In the US, people over the age of 65 account for 36% of health spending, according to the Medical Expenditure Panel Survey, despite making up only 18% of the population. Among seniors, per capita personal healthcare spending soars for cardiovascular disease, neurological disorders, diabetes, and a range of other conditions, compared with younger people.   

Senior living: Demographic tailwinds may also increase demand for operators of nursing care and residential long-term care facilities and providers of rehabilitation services. Spending on nursing care in the US has been rising since 1960, but today there are still not enough facilities to accommodate the aging population. The UK is estimated to have a senior housing shortfall of more than 30,000 units within three years. Italy, Germany, and France lack sufficient nursing facility beds for their aging populations.

At the same time, most seniors age at home, whether alone, with a spouse, or in a living arrangement with family members. In the US, just 2% of those over age 65 are in a group or care facility. Given this, demand is likely to grow for home care services such as medication management, telehealth services, and hygiene.

Entertainment and experiences: Older populations spend their time and their wealth differently than younger people. Individuals over age 60 make up a third of all cruise ship bookings, for example, and 47% of all recreational vehicle (RV) users are over 55 years old. Motorcycle makers and sellers may also see a boost from older individuals. In the UK for example, nearly two thirds of motorcycle driving licenses are held by those over age 55.

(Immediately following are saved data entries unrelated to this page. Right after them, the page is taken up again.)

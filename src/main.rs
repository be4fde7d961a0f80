mod cli;
mod settings;
mod workflow;

use anyhow::Result;
use cli::{OutputFormat, parse_cli, print_json, print_plain};
use i18n_jobs::logging;
use workflow::{JobWorkflow, Report};

fn main() -> Result<()> {
    let cli = parse_cli();
    let settings = settings::load(&cli)?;
    logging::initialize(&settings.log_level)?;

    let workflow = JobWorkflow::from_settings(&settings);
    let report = workflow.run(&cli.command)?;
    print_report(cli.format, &report)
}

fn print_report(format: OutputFormat, report: &Report) -> Result<()> {
    match format {
        OutputFormat::Plain => print_plain(report),
        OutputFormat::Json => print_json(report)?,
    }
    Ok(())
}
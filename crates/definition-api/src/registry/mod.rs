mod builder;
mod kind;
mod store;

pub use builder::DefinitionBuilder;
pub use kind::{AttributeBuilder, KindBuilder};
pub use store::KindRegistry;

#[cfg(test)]
mod tests;
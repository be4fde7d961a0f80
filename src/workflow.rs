use anyhow::{Context, Result, bail};
use i18n_jobs::{Configuration, ConfigurationLoader, Definition, FileLocator, builtin};
use tracing::debug;

use crate::cli::Command;
use crate::settings::Settings;

/// Result of a command, rendered by the output module.
#[derive(Debug, Clone, PartialEq)]
pub(crate) enum Report {
    /// Jobs that would run, in execution order.
    Plan(Vec<Definition>),
    Dictionaries(Vec<Definition>),
    Kinds {
        dictionaries: Vec<&'static str>,
        jobs: Vec<&'static str>,
    },
    Check {
        resource: String,
        dictionaries: usize,
        jobs: usize,
    },
}

/// Dictionary filters accepted by the `dictionaries` command.
#[derive(Debug, Clone, Default)]
pub(crate) struct DictionaryFilter<'a> {
    pub(crate) kind: Option<&'a str>,
    pub(crate) source_language: Option<&'a str>,
    pub(crate) target_language: Option<&'a str>,
}

impl DictionaryFilter<'_> {
    fn matches(&self, dictionary: &Definition) -> bool {
        self.kind.is_none_or(|kind| dictionary.kind() == kind)
            && attribute_matches(dictionary, "source_language", self.source_language)
            && attribute_matches(dictionary, "target_language", self.target_language)
    }
}

fn attribute_matches(definition: &Definition, attribute: &str, wanted: Option<&str>) -> bool {
    wanted.is_none_or(|wanted| definition.str_attribute(attribute) == Some(wanted))
}

/// Runs commands against the configured job configuration.
pub(crate) struct JobWorkflow {
    loader: ConfigurationLoader,
    job_config: String,
}

impl JobWorkflow {
    pub(crate) fn from_settings(settings: &Settings) -> Self {
        let locator = FileLocator::new(settings.search_paths.iter().cloned());
        Self {
            loader: ConfigurationLoader::new(locator, builtin::definition_builder()),
            job_config: settings.job_config.clone(),
        }
    }

    pub(crate) fn run(&self, command: &Command) -> Result<Report> {
        match command {
            Command::Process { jobs, dry_run } => self.process(jobs, *dry_run),
            Command::Dictionaries {
                kind,
                source_language,
                target_language,
            } => self.dictionaries(&DictionaryFilter {
                kind: kind.as_deref(),
                source_language: source_language.as_deref(),
                target_language: target_language.as_deref(),
            }),
            Command::Kinds => Ok(self.kinds()),
            Command::Check => self.check(),
        }
    }

    fn load(&self) -> Result<Configuration> {
        debug!(resource = %self.job_config, "loading job configuration");
        self.loader
            .load(&self.job_config)
            .with_context(|| format!("failed to load job configuration \"{}\"", self.job_config))
    }

    fn process(&self, names: &[String], dry_run: bool) -> Result<Report> {
        let configuration = self.load()?;
        let jobs = select_jobs(&configuration, names)?;

        if !dry_run && !jobs.is_empty() {
            let mut kinds: Vec<&str> = jobs.iter().map(Definition::kind).collect();
            kinds.sort_unstable();
            kinds.dedup();
            bail!(
                "no job runner is available for job types: {} (use --dry-run to preview)",
                kinds.join(", ")
            );
        }

        Ok(Report::Plan(jobs))
    }

    fn dictionaries(&self, filter: &DictionaryFilter<'_>) -> Result<Report> {
        let configuration = self.load()?;
        let dictionaries = configuration
            .dictionaries()
            .filter(|dictionary| filter.matches(dictionary))
            .cloned()
            .collect();
        Ok(Report::Dictionaries(dictionaries))
    }

    fn kinds(&self) -> Report {
        let builder = self.loader.builder();
        Report::Kinds {
            dictionaries: builder.dictionaries().kinds().collect(),
            jobs: builder.jobs().kinds().collect(),
        }
    }

    fn check(&self) -> Result<Report> {
        let configuration = self.load()?;
        Ok(Report::Check {
            resource: self.job_config.clone(),
            dictionaries: configuration.dictionary_names().len(),
            jobs: configuration.job_names().len(),
        })
    }
}

/// Pick the named jobs, or every job in declaration order when none are named.
fn select_jobs(configuration: &Configuration, names: &[String]) -> Result<Vec<Definition>> {
    if names.is_empty() {
        return Ok(configuration.jobs().cloned().collect());
    }

    names
        .iter()
        .map(|name| match configuration.job(name) {
            Some(job) => Ok(job.clone()),
            None => bail!(
                "unknown job \"{name}\" (available: {})",
                configuration.job_names().join(", ")
            ),
        })
        .collect()
}

#[cfg(test)]
mod tests {
    use std::fs;
    use std::path::Path;

    use tempfile::tempdir;

    use super::*;

    const JOBS: &str = r#"
dictionaries:
  app: { type: xliff, path: translations/app.xlf, source_language: en, target_language: de }
  cache: { type: memory, source_language: en, target_language: fr }
jobs:
  export: { type: copy, source: app, target: cache }
  all: { type: batch, jobs: [export] }
"#;

    fn workflow(dir: &Path) -> JobWorkflow {
        fs::write(dir.join("jobs.yml"), JOBS).unwrap();
        JobWorkflow::from_settings(&Settings {
            job_config: "jobs.yml".into(),
            search_paths: vec![dir.to_path_buf()],
            log_level: "warn".into(),
        })
    }

    fn names(definitions: &[Definition]) -> Vec<&str> {
        definitions.iter().map(Definition::name).collect()
    }

    #[test]
    fn dry_run_selects_all_jobs_in_order() {
        let dir = tempdir().unwrap();
        let report = workflow(dir.path())
            .run(&Command::Process {
                jobs: Vec::new(),
                dry_run: true,
            })
            .unwrap();

        let Report::Plan(jobs) = report else {
            panic!("expected a plan");
        };
        assert_eq!(names(&jobs), vec!["export", "all"]);
    }

    #[test]
    fn named_jobs_keep_the_requested_order() {
        let dir = tempdir().unwrap();
        let flow = workflow(dir.path());
        let names_in = vec!["all".to_string(), "export".to_string()];

        let Report::Plan(jobs) = flow
            .run(&Command::Process {
                jobs: names_in,
                dry_run: true,
            })
            .unwrap()
        else {
            panic!("expected a plan");
        };
        assert_eq!(names(&jobs), vec!["all", "export"]);

        let err = flow
            .run(&Command::Process {
                jobs: vec!["missing".into()],
                dry_run: true,
            })
            .unwrap_err();
        assert!(err.to_string().contains("unknown job \"missing\""));
    }

    #[test]
    fn processing_without_dry_run_fails() {
        let dir = tempdir().unwrap();
        let err = workflow(dir.path())
            .run(&Command::Process {
                jobs: vec!["export".into()],
                dry_run: false,
            })
            .unwrap_err();

        assert!(err.to_string().contains("no job runner"), "{err}");
    }

    #[test]
    fn dictionaries_can_be_filtered() {
        let dir = tempdir().unwrap();
        let flow = workflow(dir.path());

        let Report::Dictionaries(all) = flow
            .run(&Command::Dictionaries {
                kind: None,
                source_language: Some("en".into()),
                target_language: None,
            })
            .unwrap()
        else {
            panic!("expected dictionaries");
        };
        assert_eq!(names(&all), vec!["app", "cache"]);

        let Report::Dictionaries(german) = flow
            .run(&Command::Dictionaries {
                kind: Some("xliff".into()),
                source_language: None,
                target_language: Some("de".into()),
            })
            .unwrap()
        else {
            panic!("expected dictionaries");
        };
        assert_eq!(names(&german), vec!["app"]);
    }

    #[test]
    fn kinds_and_check_report_counts() {
        let dir = tempdir().unwrap();
        let flow = workflow(dir.path());

        assert_eq!(
            flow.run(&Command::Kinds).unwrap(),
            Report::Kinds {
                dictionaries: vec!["memory", "xliff", "compound"],
                jobs: vec!["copy", "batch"],
            }
        );
        assert_eq!(
            flow.run(&Command::Check).unwrap(),
            Report::Check {
                resource: "jobs.yml".into(),
                dictionaries: 2,
                jobs: 2,
            }
        );
    }

    #[test]
    fn load_errors_name_the_job_configuration() {
        let dir = tempdir().unwrap();
        let flow = JobWorkflow::from_settings(&Settings {
            job_config: "absent.yml".into(),
            search_paths: vec![dir.path().to_path_buf()],
            log_level: "warn".into(),
        });

        let err = flow.run(&Command::Check).unwrap_err();

        assert!(format!("{err:#}").contains("could not be found"));
    }
}
impl<'a> GlobExpander<'a> {
    #[must_use]
    pub fn new(locator: &'a FileLocator, current_dir: Option<&'a Path>) -> Self {
        Self {
            locator,
            current_dir,
        }
    }

    pub fn expand(&self, pattern: &str, options: GlobOptions) -> Result<Expansion> {
        let (prefix, suffix) = split_pattern(pattern);

        let root = match self.locator.locate(&prefix, self.current_dir) {
            Ok(root) => root,
            Err(LoadError::ResourceNotFound { searched, .. }) if options.ignore_errors => {
                debug!(pattern, prefix = %prefix, "glob prefix not found, skipping");
                return Ok(Expansion::Missing { searched });
            }
            Err(err) => return Err(err),
        };

        let escaped_root = Pattern::escape(&root.to_string_lossy());
        let patterns = expand_braces(&suffix)
            .into_iter()
            .map(|suffix| {
                let full = join_pattern(&escaped_root, &suffix);
                glob::glob_with(&full, MATCH_OPTIONS).map_err(|err| LoadError::InvalidPattern {
                    pattern: pattern.to_string(),
                    reason: err.to_string(),
                })
            })
            .collect::<Result<Vec<_>>>()?;

        Ok(Expansion::Matches(GlobMatches::new(root, patterns, options)))
    }
}

/// Lazy, single-pass sequence of entries matching an expanded pattern.
pub struct GlobMatches {
    root: PathBuf,
    pending: std::vec::IntoIter<Paths>,
    current: Option<Paths>,
    walk: Option<Walk>,
    recursive: bool,
    for_exclusion: bool,
    excluded: Arc<ExclusionSet>,
    seen: HashSet<PathBuf>,
}

impl GlobMatches {
    fn new(root: PathBuf, patterns: Vec<Paths>, options: GlobOptions) -> Self {
        Self {
            root,
            pending: patterns.into_iter(),
            current: None,
            walk: None,
            recursive: options.recursive,
            for_exclusion: options.for_exclusion,
            excluded: Arc::new(options.excluded),
            seen: HashSet::new(),
        }
    }

    /// The located directory the pattern was matched below.
    #[must_use]
    pub fn root(&self) -> &Path {
        &self.root
    }

    fn accept(&mut self, path: PathBuf) -> Option<GlobMatch> {
        if self.excluded.covers(&path, &self.root) {
            trace!(path = %path.display(), "excluded");
            return None;
        }

        let metadata = fs::metadata(&path).ok()?;
        if metadata.is_file() {
            return self.emit(path, metadata);
        }
        if !metadata.is_dir() {
            return None;
        }
        if self.for_exclusion {
            return self.emit(path, metadata);
        }
        if self.recursive {
            self.walk = Some(self.walker(&path));
        }
        None
    }

    fn walker(&self, dir: &Path) -> Walk {
        let excluded = Arc::clone(&self.excluded);
        let root = self.root.clone();
        WalkBuilder::new(dir)
            .standard_filters(false)
            .follow_links(true)
            .sort_by_file_name(|a, b| a.cmp(b))
            .filter_entry(move |entry| {
                (entry.depth() == 0 || !is_hidden(entry.file_name()))
                    && !excluded.covers(entry.path(), &root)
            })
            .build()
    }

    fn emit(&mut self, path: PathBuf, metadata: Metadata) -> Option<GlobMatch> {
        if !self.seen.insert(path.clone()) {
            return None;
        }
        trace!(path = %path.display(), "glob match");
        Some(GlobMatch { path, metadata })
    }

    fn next_walked(&mut self) -> Option<Option<GlobMatch>> {
        let walk = self.walk.as_mut()?;
        let Some(entry) = walk.next() else {
            self.walk = None;
            return Some(None);
        };
        match entry {
            Ok(entry) => {
                let metadata = fs::metadata(entry.path()).ok();
                Some(
                    metadata
                        .filter(Metadata::is_file)
                        .and_then(|metadata| self.emit(entry.into_path(), metadata)),
                )
            }
            Err(err) => {
                debug!(error = %err, "skipping unreadable entry");
                Some(None)
            }
        }
    }

    fn next_globbed(&mut self) -> Option<Option<GlobMatch>> {
        if self.current.is_none() {
            self.current = Some(self.pending.next()?);
        }
        let paths = self.current.as_mut()?;
        match paths.next() {
            Some(Ok(path)) => Some(self.accept(path)),
            Some(Err(err)) => {
                debug!(error = %err, "skipping unreadable glob entry");
                Some(None)
            }
            None => {
                self.current = None;
                Some(None)
            }
        }
    }
}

As the population grows older, potential labor shortages could add pressure on industries that service this budding demographic. Goldman Sachs Research points out that governments and companies may react by, among other things, seeking to increase labor force participation by women, promoting education and skills development for those of working age, and increasing immigration. Automation, humanoid robots, and artificial intelligence could also be employed as tools to help ease the pressure.